# What is being asked
Every line from the one that contains "mod snapshot;" to the end of the material below should be output exactly, with both ends included and nothing else.

# Extracted records
++++++++

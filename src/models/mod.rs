mod asset;
mod currency;
mod dividend;
mod id;
mod known;
mod lot;
mod manual_price;
mod snapshot;
mod symbol;

pub use asset::{AssetDefinition, AssetType};
pub use currency::{Currency, CurrencyError};
pub use dividend::DividendPayment;
pub use id::{Id, IdError};
pub use known::Known;
pub use lot::{Lot, LotEdit, LotError, NewLot};
pub use manual_price::ManualPrice;
pub use snapshot::{HoldingSummary, PortfolioSnapshot, UpsertOutcome};
pub use symbol::Symbol;
mod aggregator;

pub use aggregator::{aggregate, CurrencyCost, Holding, HoldingError, LotFilter};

++++++++

# Task output
mod snapshot;
mod symbol;

pub use asset::{AssetDefinition, AssetType};
pub use currency::{Currency, CurrencyError};
pub use dividend::DividendPayment;
pub use id::{Id, IdError};
pub use known::Known;
pub use lot::{Lot, LotEdit, LotError, NewLot};
pub use manual_price::ManualPrice;
pub use snapshot::{HoldingSummary, PortfolioSnapshot, UpsertOutcome};
pub use symbol::Symbol;
mod aggregator;

pub use aggregator::{aggregate, CurrencyCost, Holding, HoldingError, LotFilter};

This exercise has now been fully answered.